Step 1: Reflect on What Pleasure Looks Like for You
Like people, pleasure comes in all shapes and sizes. Take a moment to reflect on what pleasure looks like for you. You are the only person who is in control of shaping and sharing your unique approach to pleasure.
Maybe pleasure for you looks like a slow morning walk in nature with no set destination. Or maybe it unfolds through noticing your breath while engaging in self-pleasure. It could be sharing an intimate moment with a close friend over the phone who you know you can feel safe and open with.
Here are a few prompts to get you started:
- Sensory — what kind of tastes, sounds and smells bring you the most pleasure?
- Emotional — when was a time that you felt pleasure because of your emotional experience at the time?
- Mental / Intellectual — are there certain art forms, books, or people that feel intellectually stimulating for you?
- Physical — when do you feel safest and most grounded in your body? What sensations do you notice in your body?
Make a list of the moments that stand out to you most and keep it on hand for step 2.

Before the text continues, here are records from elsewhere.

//! The CHSH nonlocal game.
//!
//! A referee sends each of two players a random question bit. The players
//! answer without communicating and win when
//! `player_answer XOR opponent_answer == player_question AND opponent_question`.
//! Any classical strategy wins at most 75% of rounds; sharing a Bell pair
//! lifts that to cos²(π/8) ≈ 85.4%.

use std::f64::consts::PI;

use qsim_device::{DeviceResult, QuantumDevice, Qubit, SimulatedQubit, Simulator};
use rand::rngs::StdRng;
use rand::{Rng, SeedableRng};
use tracing::debug;

/// Rotation angles (radians) indexed by the question bit.
const PLAYER_ANGLES: [f64; 2] = [PI / 2.0, 0.0];
const OPPONENT_ANGLES: [f64; 2] = [PI / 4.0, 3.0 * PI / 4.0];

/// Answers for one round of the game.
///
/// Each side is asked at most once per instance.
pub trait Strategy {
    /// First player's answer to `question`.
    fn player(&mut self, question: bool) -> DeviceResult<bool>;

    /// Second player's answer to `question`.
    fn opponent(&mut self, question: bool) -> DeviceResult<bool>;
}

/// Both players always answer 0.
#[derive(Debug, Clone, Copy, Default)]
pub struct ConstantStrategy;

impl Strategy for ConstantStrategy {
    fn player(&mut self, _question: bool) -> DeviceResult<bool> {
        Ok(false)
    }

    fn opponent(&mut self, _question: bool) -> DeviceResult<bool> {
        Ok(false)
    }
}

/// The classical strategy that wins unless both questions are 1.
pub fn constant_strategy() -> ConstantStrategy {
    ConstantStrategy
}

/// Players share a Bell pair and measure after a question-dependent
/// Y rotation.
#[derive(Debug)]
pub struct QuantumStrategy {
    player_qubit: SimulatedQubit,
    opponent_qubit: SimulatedQubit,
    // Handles are weak; the simulator must outlive them.
    _device: Simulator,
}

/// Prepare a fresh Bell pair (|00⟩ + |11⟩)/√2 on a two-qubit simulator.
pub fn quantum_strategy(seed: u64) -> DeviceResult<QuantumStrategy> {
    let device = Simulator::with_seed(2, seed)?;
    let player_qubit = device.try_allocate()?;
    let opponent_qubit = device.try_allocate()?;

    player_qubit.h()?;
    player_qubit.cnot(&opponent_qubit)?;

    Ok(QuantumStrategy {
        player_qubit,
        opponent_qubit,
        _device: device,
    })
}

impl Strategy for QuantumStrategy {
    fn player(&mut self, question: bool) -> DeviceResult<bool> {
        self.player_qubit.ry(PLAYER_ANGLES[usize::from(question)])?;
        self.player_qubit.measure()
    }

    fn opponent(&mut self, question: bool) -> DeviceResult<bool> {
        self.opponent_qubit.ry(OPPONENT_ANGLES[usize::from(question)])?;
        self.opponent_qubit.measure()
    }
}

/// Play one round; `true` if the players win.
pub fn referee<S: Strategy, R: Rng>(strategy: &mut S, rng: &mut R) -> DeviceResult<bool> {
    let player_question: bool = rng.r#gen();
    let opponent_question: bool = rng.r#gen();

    let parity = strategy.player(player_question)? != strategy.opponent(opponent_question)?;
    let win = parity == (player_question && opponent_question);
    debug!(player_question, opponent_question, parity, win, "chsh round");
    Ok(win)
}

/// Fraction of `rounds` won, with a fresh strategy per round.
///
/// `make_strategy` receives a seed drawn from the referee's RNG so a
/// quantum strategy's device is reproducible too.
pub fn estimate_win_probability<S, F>(make_strategy: F, rounds: usize, seed: u64) -> DeviceResult<f64>
where
    S: Strategy,
    F: FnMut(u64) -> DeviceResult<S>,
{
    estimate_win_probability_with(make_strategy, rounds, seed, |_| {})
}

/// [`estimate_win_probability`] that reports each round's outcome to
/// `on_round`, e.g. to drive a progress bar.
pub fn estimate_win_probability_with<S, F, P>(
    mut make_strategy: F,
    rounds: usize,
    seed: u64,
    mut on_round: P,
) -> DeviceResult<f64>
where
    S: Strategy,
    F: FnMut(u64) -> DeviceResult<S>,
    P: FnMut(bool),
{
    if rounds == 0 {
        return Ok(0.0);
    }
    let mut rng = StdRng::seed_from_u64(seed);
    let mut wins = 0usize;
    for _ in 0..rounds {
        let mut strategy = make_strategy(rng.r#gen())?;
        let win = referee(&mut strategy, &mut rng)?;
        if win {
            wins += 1;
        }
        on_round(win);
    }
    Ok(wins as f64 / rounds as f64)
}

#[cfg(test)]
mod tests {
    use super::*;

    #[test]
    fn test_constant_strategy_wins_three_quarters() {
        let p = estimate_win_probability(|_| Ok(constant_strategy()), 4000, 1).unwrap();
        assert!((p - 0.75).abs() < 0.04, "constant strategy won {p}");
    }

    #[test]
    fn test_quantum_strategy_starts_as_bell_pair() {
        let mut strategy = quantum_strategy(5).unwrap();
        // Player angle for question 1 is 0, so this is a plain Z measurement.
        let a = strategy.player(true).unwrap();
        let b = strategy.opponent_qubit.measure().unwrap();
        assert_eq!(a, b);
    }

    #[test]
    fn test_round_hook_sees_every_round() {
        let mut seen = 0usize;
        let mut won = 0usize;
        let p = estimate_win_probability_with(quantum_strategy, 200, 9, |win| {
            seen += 1;
            won += usize::from(win);
        })
        .unwrap();
        assert_eq!(seen, 200);
        assert!((p - won as f64 / 200.0).abs() < 1e-12);
        assert!((p - estimate_win_probability(quantum_strategy, 200, 9).unwrap()).abs() < 1e-12);
    }

    #[test]
    fn test_zero_rounds() {
        assert_eq!(
            estimate_win_probability(|_| Ok(constant_strategy()), 0, 0).unwrap(),
            0.0
        );
    }
}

Step 2: Integrate Your Pleasure Practice Using Habit Stacking
The easiest way to introduce a new habit is to “stack it” on top of ones that already exist, aka “habit stacking”. Imagine your doctor prescribes medicine that you must take at the same time each day. What do you do? You take the pill each day after you brush your teeth (current habit #1) and before you get into bed (current habit #2).
Feeling pleasure is also a skill that requires practice and experience to hone in on what feels right for you. And sometimes taking baby steps is more satisfying than jumping straight in. So #practicepleasure with your favorite body oil or lotion and create a new habit of self-touch right after steamy showers to not only lock in moisture to skin but stimulate the senses. Or make it another healthy habit to satisfy your skin’s hunger with a massage right before bed. Taking time to bliss out is juuuuust the right habit to stack in your routine to make change feel seamless and pleasure more attainable.
Step 3: Self-Attune Regularly for a Sustainable Pleasure Routine
By regularly practicing bringing awareness to your body during your pleasure routine, you will be able to get out of your head and more into your body, allowing you to be more present and experience pleasure more fully. You may notice over time your capacity to experience pleasure deepens or changes, so regularly checking in with yourself can help you determine if your pleasure routine needs slight adjustments or new components added.
Bonus Tip: communicating what you notice about your experience of pleasure over time with a partner is a great way to cultivate connection and intimacy.
What a Sample Pleasure Routine Might Look Like
- Start by setting the mood with the ‘Warm me up’ flossy candle and cozying up in your favorite corner for a 10-minute body scan meditation.
- Once finished, take 2-3 drops of the Self Disclosure Intimacy Serum to explore and nourish your genitals and/or other erogenous areas.
- Going with where the mood takes you, maybe you decide to deepen your pleasure with a sleek bullet vibrator like Dip.
- Afterward, you take out your notebook and ask yourself “what do I feel when I touch myself?” Reflecting on this question you might think about how you felt in your body, how you were breathing, and any thoughts or emotions that came up.